文化博物館の解説チラシによれば、監督は「市内の空地に明治期の京の町並みの大がかりなオープンセットを建てさせ」、キャメラ、美術、照明にも「京都で生まれ育ったスタッフを起用、京都人の生活感に徹底的にこだわって演出」と書いてありますが、その「京都人の生活感」が私にはどうにも感じられなかったのです。
これが「祇園の姉妹」なんかみると、もう山田五十鈴の歩き方一つでも、あの祇園に生きる逞しい女をまざまざと感じさせるものがあるし、ほんのつかのまとらえられる路地の何でもない光景にも「京都人の生活感」が匂い立つところがあるから不思議です。

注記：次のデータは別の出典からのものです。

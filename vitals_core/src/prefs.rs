//! User preferences kept alongside the records.
//!
//! Stored in the same backend as the record collection, one key each.

use crate::backend::KeyValueStore;
use crate::{Error, Result};
use serde::{Deserialize, Serialize};
use std::fmt;
use std::str::FromStr;

pub const THEME_KEY: &str = "theme";
pub const NOTIFICATIONS_KEY: &str = "notificationsEnabled";

#[derive(Clone, Copy, Debug, Default, PartialEq, Eq, Serialize, Deserialize)]
#[serde(rename_all = "lowercase")]
pub enum Theme {
    #[default]
    Light,
    Dark,
}

impl Theme {
    pub fn toggled(self) -> Self {
        match self {
            Theme::Light => Theme::Dark,
            Theme::Dark => Theme::Light,
        }
    }
}

impl fmt::Display for Theme {
    fn fmt(&self, f: &mut fmt::Formatter<'_>) -> fmt::Result {
        f.write_str(match self {
            Theme::Light => "light",
            Theme::Dark => "dark",
        })
    }
}

impl FromStr for Theme {
    type Err = Error;

    fn from_str(s: &str) -> Result<Self> {
        match s.trim().to_lowercase().as_str() {
            "light" => Ok(Theme::Light),
            "dark" => Ok(Theme::Dark),
            other => Err(Error::Validation(format!("Unknown theme '{}'", other))),
        }
    }
}

/// Preference accessors over a borrowed backend
pub struct Preferences<'a, B: KeyValueStore> {
    backend: &'a mut B,
}

impl<'a, B: KeyValueStore> Preferences<'a, B> {
    pub fn new(backend: &'a mut B) -> Self {
        Self { backend }
    }

    /// Saved theme; light when unset or unreadable
    pub fn theme(&self) -> Result<Theme> {
        match self.backend.get(THEME_KEY)? {
            None => Ok(Theme::default()),
            Some(raw) => Ok(raw.parse().unwrap_or_else(|_| {
                tracing::warn!("Ignoring unknown stored theme {:?}", raw);
                Theme::default()
            })),
        }
    }

    pub fn set_theme(&mut self, theme: Theme) -> Result<()> {
        self.backend.set(THEME_KEY, &theme.to_string())?;
        tracing::info!("Theme set to {}", theme);
        Ok(())
    }

    pub fn toggle_theme(&mut self) -> Result<Theme> {
        let theme = self.theme()?.toggled();
        self.set_theme(theme)?;
        Ok(theme)
    }

    /// Whether reminders are enabled; only the literal `true` counts
    pub fn notifications_enabled(&self) -> Result<bool> {
        Ok(self
            .backend
            .get(NOTIFICATIONS_KEY)?
            .map(|v| v.trim() == "true")
            .unwrap_or(false))
    }

    pub fn set_notifications_enabled(&mut self, enabled: bool) -> Result<()> {
        self.backend
            .set(NOTIFICATIONS_KEY, if enabled { "true" } else { "false" })?;
        tracing::info!("Reminders {}", if enabled { "enabled" } else { "disabled" });
        Ok(())
    }

    pub fn toggle_notifications(&mut self) -> Result<bool> {
        let enabled = !self.notifications_enabled()?;
        self.set_notifications_enabled(enabled)?;
        Ok(enabled)
    }
}

#[cfg(test)]
mod tests {
    use super::*;
    use crate::backend::MemoryStore;
    use crate::store::{RecordStore, RECORDS_KEY};
    use crate::HealthRecord;

    #[test]
    fn test_defaults() {
        let mut backend = MemoryStore::new();
        let prefs = Preferences::new(&mut backend);
        assert_eq!(prefs.theme().unwrap(), Theme::Light);
        assert!(!prefs.notifications_enabled().unwrap());
    }

    #[test]
    fn test_toggle_theme_persists() {
        let mut backend = MemoryStore::new();
        assert_eq!(Preferences::new(&mut backend).toggle_theme().unwrap(), Theme::Dark);
        assert_eq!(backend.get(THEME_KEY).unwrap().as_deref(), Some("dark"));
        assert_eq!(Preferences::new(&mut backend).toggle_theme().unwrap(), Theme::Light);
    }

    #[test]
    fn test_unknown_theme_falls_back() {
        let mut backend = MemoryStore::new();
        backend.set(THEME_KEY, "sepia").unwrap();
        assert_eq!(Preferences::new(&mut backend).theme().unwrap(), Theme::Light);
    }

    #[test]
    fn test_notifications_toggle() {
        let mut backend = MemoryStore::new();
        let mut prefs = Preferences::new(&mut backend);
        assert!(prefs.toggle_notifications().unwrap());
        assert!(prefs.notifications_enabled().unwrap());
        assert!(!prefs.toggle_notifications().unwrap());
    }

    #[test]
    fn test_clearing_records_keeps_preferences() {
        let mut backend = MemoryStore::new();
        Preferences::new(&mut backend).set_theme(Theme::Dark).unwrap();

        let date = chrono::NaiveDate::from_ymd_opt(2024, 3, 10).unwrap();
        let mut store = RecordStore::new(&mut backend);
        store
            .save(&HealthRecord::new(date).with_bp(120.0, 80.0))
            .unwrap();
        store.clear().unwrap();

        assert_eq!(backend.get(RECORDS_KEY).unwrap(), None);
        assert_eq!(Preferences::new(&mut backend).theme().unwrap(), Theme::Dark);
    }
}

プロの映画評論家ではない私には技術的なことも、またなぜそう見えてしまうのかも説明できませんが、そういう言葉を持った人がいたら、このおそらくは大部分の観客が感じるだろう確かな感覚の違いがなぜそうなるのか、聴かせてもらいたいものだと思います。
素人の私にもわかるこの作品のちぐはぐさの原因のひとつは、キャストがほとんどミスキャストじゃないか、と思われることです。そもそも主役の島津津也を演じた名取裕子さんは、ほかの作品では綺麗ないい女優さんだな、と思って気に入っていたけれど、この作品のように絵を描かずには生きていけない芸術家を演じるような人だろうか、と思うと、それは無理じゃないか、と思います。絵を描き始めれば寝食を忘れて没頭し、なにもかも絵のために犠牲にするのを厭わない、そういう鬼気迫る生粋のアーティストの姿を、この映画のどのシーンにも見出すことができませんでした。
それに、この女優さんは、この作品で設定されているような師匠との関係に雪崩れていくような色気があるかというと、ちょっと違うのではないか、という気がしました。もちろん彼女はとっても綺麗な女優さんだし、師匠の高木松渓役の佐藤慶が彼女の胸を開いて役得とばかり乳首を吸いにかかったりするのを見ると、この野郎!って思いましたが(笑)
彼女の母親役をつとめたのが岡田茉莉子で、これも私に言わせれば大ミスキャスト。だって彼女に京都のこういう葉茶を売るつましい店の女手ひとつで姉妹を育てて苦労の皺を刻んだおかみさんをやらせるのは無理だって、素人でもわかります。顔も体形も立ち居振る舞いも言葉も雰囲気も全部違う。彼女は若いころものすごい目力のある美人で(私が最初のころみて印象に残ったのは、佐分利信との「ある落日」だったか・・・)大好きな女優さんでしたが、或る程度年配になってこういう自分に合うはずもない役をやらされるのはつらいものがあったんじゃないでしょうか。
そうしてみると主要な女性でそんなに変じゃなかったのは姉の志満を演じた水沢アキかな、と思います。ごく普通だったのが良かった。少なくともすごいミスキャスト、とは思わなかったです。
わけありで生まれてくる赤ん坊を里子に出すのを仲介する、もともと遊郭の芸妓だったらしい喜代次役で「特別出演」の三田佳子などは、ちょい役といっていいわき役ながら、その種の色気もあり酸いも甘いも?み分けた末の女性としての存在感が際立っていて、さすがだな、と思いました。
男性で主要な役を演じた佐藤慶も、ほんとなら高名な日本画家なわけで、封建制の男尊女卑時代とはいえ、単なる小物のスケベ男ではないので、それだけの深みなり重みなり、それ相応の芸術家としての存在感を見せる必要があると思うけれど、やはり軽すぎるのではないか、という気がしました。
もうひとりの「先生」を演じた風間杜夫は汚れ役の佐藤慶と対照的に得な役だったせいもあるかもしれませんが、無難でした。
やっぱり役者さんの配置、適材適所というのはものすごくたいせつだな、というのを感じた作品でした。